Now, do I do something about it? Or assume this will pass when he reaches 2yrs old or so? Seeing as I am the only one who bothers to get up in the middle of the night, and I am the one working full time (married to a SAHD), I'll go with carry on doing what I am doing..... because the idea of getting up at 5am and then staying up for an hour settling DS2 without controlling crying just fills me with dread.

He'll grow out of it eventually,... I hope. DS1 (3.9yrs) never had any issues and is a 7til7 sleeper now, has been since about 2yrs old. No exceptions.

Fingers crossed.

Lotster · 30/01/2009 20:31

I found rather than waiting for my son to wake up at some point (usually around 2am) if I woke him at 10.30pm for a feed before I went to bed, he would sleep through till 6.30am-7ish. I'd give him half a feed, then change his nappy, then the other half and back down.

As he got used to not waking of his own accord, when I stopped waking him he slept through.

It's hard waking them when they don't want to wake up but it was better than getting up in those horrid early hours! Good luck whatever you do.

Blondeshavemorefun · 30/01/2009 20:36

i do a lot of sleep training

depends how much you want to crack the sleepless nights and go cold turkey on milk, and sleep train

it will be hard, but if you do the same thing every night, no running in at first wimper. with stroking, not picking up and def no bottles/feeding then your child will learn to sleep through quickly

i normally say a week to crack it, but def can be done by 2 weeks, and sometimes within 3 nights

but you must be repetative!!

I know it is easier to feed and baby to be back to sleep in 5mins, but if you want to crack it and get wholenights sleep again then you must be tough

you are not beind mean at 8mths old it is habbit, and tbh a child should be able to have last boob/bottle at 7ish and sleep through till 7

you can try boiled water, but i persoanlly feel that you are trading one thing for another

GColdtimer · 30/01/2009 20:54

What you need to do very much depends on you. some babies are good sleepers, some aren't. if yours isn't then you have a choice to either respond to them and give them what they need or actively try to change their behaviour. Then there are techniques which involve letting them cry and techniques that are more gentle (no cry sleep solution).
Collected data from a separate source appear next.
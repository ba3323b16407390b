//! Consumers of flushed rewrite buffers.

use crate::codec::Format;
use crate::gz::{EOF_BLOCK, MAX_UNCOMPRESSED_BLOCK_SIZE};
use crate::reader::Header;
use crate::record::SortKey;
use crate::rewrite_buffer::RewriteBuffer;
use crate::util::deflate_block;
use flate2::Compression;
use log::debug;
use rayon::prelude::*;
use std::fs::File;
use std::io::{self, BufWriter, Write};
use std::path::{Path, PathBuf};

/// Takes the records of a sorted rewrite buffer. The buffer is reset and
/// reused once `consume` returns.
pub trait RewriteSink: Send {
    fn consume(&mut self, rewrite: &RewriteBuffer) -> io::Result<()>;

    /// Called once after the last buffer.
    fn finish(&mut self) -> io::Result<()> {
        Ok(())
    }
}

/// Blocks staged before they are compressed in parallel.
const BLOCKS_PER_BATCH: usize = 16;

/// BGZF compressing writer.
pub struct BgzfWriter<W: Write> {
    inner: W,
    level: Compression,
    staged: Vec<u8>,
}

impl<W: Write> BgzfWriter<W> {
    pub fn new(inner: W, level: Compression) -> Self {
        BgzfWriter {
            inner,
            level,
            staged: Vec::with_capacity(BLOCKS_PER_BATCH * MAX_UNCOMPRESSED_BLOCK_SIZE),
        }
    }

    /// Compresses every complete block staged so far, or everything if `all`.
    fn compress_staged(&mut self, all: bool) -> io::Result<()> {
        let full = if all {
            self.staged.len()
        } else {
            self.staged.len() / MAX_UNCOMPRESSED_BLOCK_SIZE * MAX_UNCOMPRESSED_BLOCK_SIZE
        };
        if full == 0 {
            return Ok(());
        }
        let level = self.level;
        let blocks = self.staged[..full]
            .par_chunks(MAX_UNCOMPRESSED_BLOCK_SIZE)
            .map(|chunk| {
                let mut out = Vec::with_capacity(chunk.len() / 2);
                deflate_block(chunk, level, &mut out).map(|_| out)
            })
            .collect::<io::Result<Vec<_>>>()?;
        for block in blocks {
            self.inner.write_all(&block)?;
        }
        self.staged.drain(..full);
        Ok(())
    }

    /// Writes out what is staged, the EOF block, and returns the inner writer.
    pub fn finish(mut self) -> io::Result<W> {
        self.compress_staged(true)?;
        self.inner.write_all(&EOF_BLOCK)?;
        self.inner.flush()?;
        Ok(self.inner)
    }
}

impl<W: Write> Write for BgzfWriter<W> {
    fn write(&mut self, buf: &[u8]) -> io::Result<usize> {
        self.staged.extend_from_slice(buf);
        if self.staged.len() >= BLOCKS_PER_BATCH * MAX_UNCOMPRESSED_BLOCK_SIZE {
            self.compress_staged(false)?;
        }
        Ok(buf.len())
    }

    fn flush(&mut self) -> io::Result<()> {
        self.compress_staged(true)?;
        self.inner.flush()
    }
}

/// Writes every flushed buffer to its own file, `<prefix>.<n>.bam` (BGZF) or
/// `<prefix>.<n>.sam`, each a sorted run carrying the input header.
pub struct RunWriter {
    prefix: PathBuf,
    format: Format,
    header: Header,
    level: Compression,
    runs: Vec<PathBuf>,
}

impl RunWriter {
    pub fn new<P: AsRef<Path>>(prefix: P, format: Format, header: Header) -> Self {
        RunWriter {
            prefix: prefix.as_ref().to_path_buf(),
            format,
            header,
            level: Compression::default(),
            runs: Vec::new(),
        }
    }

    pub fn with_compression(mut self, level: Compression) -> Self {
        self.level = level;
        self
    }

    /// Files written so far, in flush order.
    pub fn runs(&self) -> &[PathBuf] {
        &self.runs
    }

    fn run_path(&self, n: usize) -> PathBuf {
        let mut name = self.prefix.as_os_str().to_owned();
        name.push(format!(".{}.{}", n, self.format.extension()));
        PathBuf::from(name)
    }
}

impl RewriteSink for RunWriter {
    fn consume(&mut self, rewrite: &RewriteBuffer) -> io::Result<()> {
        if rewrite.is_empty() {
            return Ok(());
        }
        let path = self.run_path(self.runs.len());
        let file = BufWriter::new(File::create(&path)?);
        match self.format {
            Format::Bam => {
                let mut writer = BgzfWriter::new(file, self.level);
                self.header.write_bam(&mut writer)?;
                for frame in rewrite.iter() {
                    writer.write_all(frame)?;
                }
                writer.finish()?.flush()?;
            }
            Format::Sam => {
                let mut writer = file;
                writer.write_all(self.header.to_sam_text().as_bytes())?;
                for line in rewrite.iter() {
                    writer.write_all(line)?;
                }
                writer.flush()?;
            }
        }
        debug!(
            "Wrote run {} with {} records to {}",
            self.runs.len(),
            rewrite.len(),
            path.display()
        );
        self.runs.push(path);
        Ok(())
    }
}

/// A flushed buffer as seen by [`MemorySink`].
#[derive(Debug, Clone, PartialEq, Eq)]
pub struct Run {
    pub records: Vec<Vec<u8>>,
    pub sort_keys: Vec<SortKey>,
    pub used_bytes: usize,
    pub is_final: bool,
}

/// Keeps copies of every non-empty flushed buffer.
#[derive(Debug, Default)]
pub struct MemorySink {
    pub runs: Vec<Run>,
}

impl MemorySink {
    pub fn new() -> Self {
        Self::default()
    }

    pub fn records(&self) -> impl Iterator<Item = &[u8]> + '_ {
        self.runs
            .iter()
            .flat_map(|run| run.records.iter().map(|r| r.as_slice()))
    }
}

impl RewriteSink for MemorySink {
    fn consume(&mut self, rewrite: &RewriteBuffer) -> io::Result<()> {
        if rewrite.is_empty() {
            return Ok(());
        }
        self.runs.push(Run {
            records: rewrite.iter().map(|r| r.to_vec()).collect(),
            sort_keys: rewrite.sort_keys().collect(),
            used_bytes: rewrite.used_bytes(),
            is_final: rewrite.is_final(),
        });
        Ok(())
    }
}

#[cfg(test)]
mod tests {
    use super::*;
    use crate::reader;
    use crate::record::builder::RecordBuilder;
    use std::io::{Cursor, Read};

    fn header() -> Header {
        Header::from_sam_text("@HD\tVN:1.6\n@SQ\tSN:chr1\tLN:1000\n".to_string()).unwrap()
    }

    #[test]
    fn test_bgzf_writer_output_reads_back() {
        let data: Vec<u8> = (0..300_000u32).map(|i| (i * 7 % 256) as u8).collect();
        let mut writer = BgzfWriter::new(Vec::new(), Compression::fast());
        for chunk in data.chunks(10_000) {
            writer.write_all(chunk).unwrap();
        }
        let compressed = writer.finish().unwrap();
        assert!(compressed.ends_with(&EOF_BLOCK));

        let mut reader = reader::BgzfReader::new(Cursor::new(compressed), 2, None).unwrap();
        let mut out = Vec::new();
        reader.read_to_end(&mut out).unwrap();
        assert_eq!(out, data);
    }

    #[test]
    fn test_run_writer_bam() {
        let dir = tempfile::tempdir().unwrap();
        let prefix = dir.path().join("out");
        let mut sink = RunWriter::new(&prefix, Format::Bam, header());

        let frame = RecordBuilder::new("r1").ref_id(0).pos(5).cigar("3M").seq("ACG").build_frame();
        let mut rewrite = RewriteBuffer::new(0, 1 << 16);
        assert!(rewrite.put(&frame, SortKey(0)));
        sink.consume(&rewrite).unwrap();
        sink.consume(&RewriteBuffer::new(1, 16)).unwrap();
        assert_eq!(sink.runs(), &[dir.path().join("out.0.bam")]);

        let input = reader::open(File::open(&sink.runs()[0]).unwrap(), 1, None).unwrap();
        assert_eq!(input.format, Format::Bam);
        assert_eq!(input.header, header());
        let mut rest = Vec::new();
        let mut source = input.source;
        source.read_to_end(&mut rest).unwrap();
        assert_eq!(rest, frame);
    }

    #[test]
    fn test_run_writer_sam() {
        let dir = tempfile::tempdir().unwrap();
        let mut sink = RunWriter::new(dir.path().join("x"), Format::Sam, header());
        let mut rewrite = RewriteBuffer::new(0, 1 << 10);
        assert!(rewrite.put(b"r1\t4\t*\t0\t0\t*\t*\t0\t0\t*\t*\n", SortKey::ABSENT));
        sink.consume(&rewrite).unwrap();
        let text = std::fs::read_to_string(dir.path().join("x.0.sam")).unwrap();
        assert!(text.starts_with("@HD\tVN:1.6\n@SQ\tSN:chr1\tLN:1000\n"));
        assert!(text.ends_with("r1\t4\t*\t0\t0\t*\t*\t0\t0\t*\t*\n"));
    }

    #[test]
    fn test_memory_sink_skips_empty_buffers() {
        let mut sink = MemorySink::new();
        let mut rewrite = RewriteBuffer::new(0, 1 << 10);
        sink.consume(&rewrite).unwrap();
        assert!(rewrite.put(b"abc", SortKey(2)));
        rewrite.mark_final();
        sink.consume(&rewrite).unwrap();
        assert_eq!(sink.runs.len(), 1);
        assert!(sink.runs[0].is_final);
        assert_eq!(sink.runs[0].sort_keys, vec![SortKey(2)]);
        assert_eq!(sink.records().collect::<Vec<_>>(), vec![&b"abc"[..]]);
    }
}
But what you do really depends on where you stand on it all really. DD was a nightmare sleeper but the no cry sleep solution helped us - I can't bear the thought of leaving babies to cry in the night but that is just me. Other people are fine with it. It is a personal choice.

FWIW, I don't actually think 8 months is old to not be sleeping through, but then DD was 2 before she properly did so I am probably not the person to talk to!

Blondeshavemorefun · 30/01/2009 21:09

every baby i have looked after as a nanny or been employed as a night nanny to has been sleeping through by 8 weeks with dream feed 10/11pm and by 12 weeks 7-7

but it is easier for me as i dont have the emotional attachment that mums do - but hopefully my baby will do the same

this is done with a routine of 3/4 hrly feeding depending on boob or bottle, having 5feeds during the day to make sure babies tummy was full, last feed at night if normally BF to be formula

its not wrong to have your child still waking, but if you want undistirbed sleep then follow my advice

Breizhette · 30/01/2009 21:19

DD slept through the night for the first time at 10 months when my mum took over night time. After 3 nights, she slept through. No tears. We were co-sleeping until that.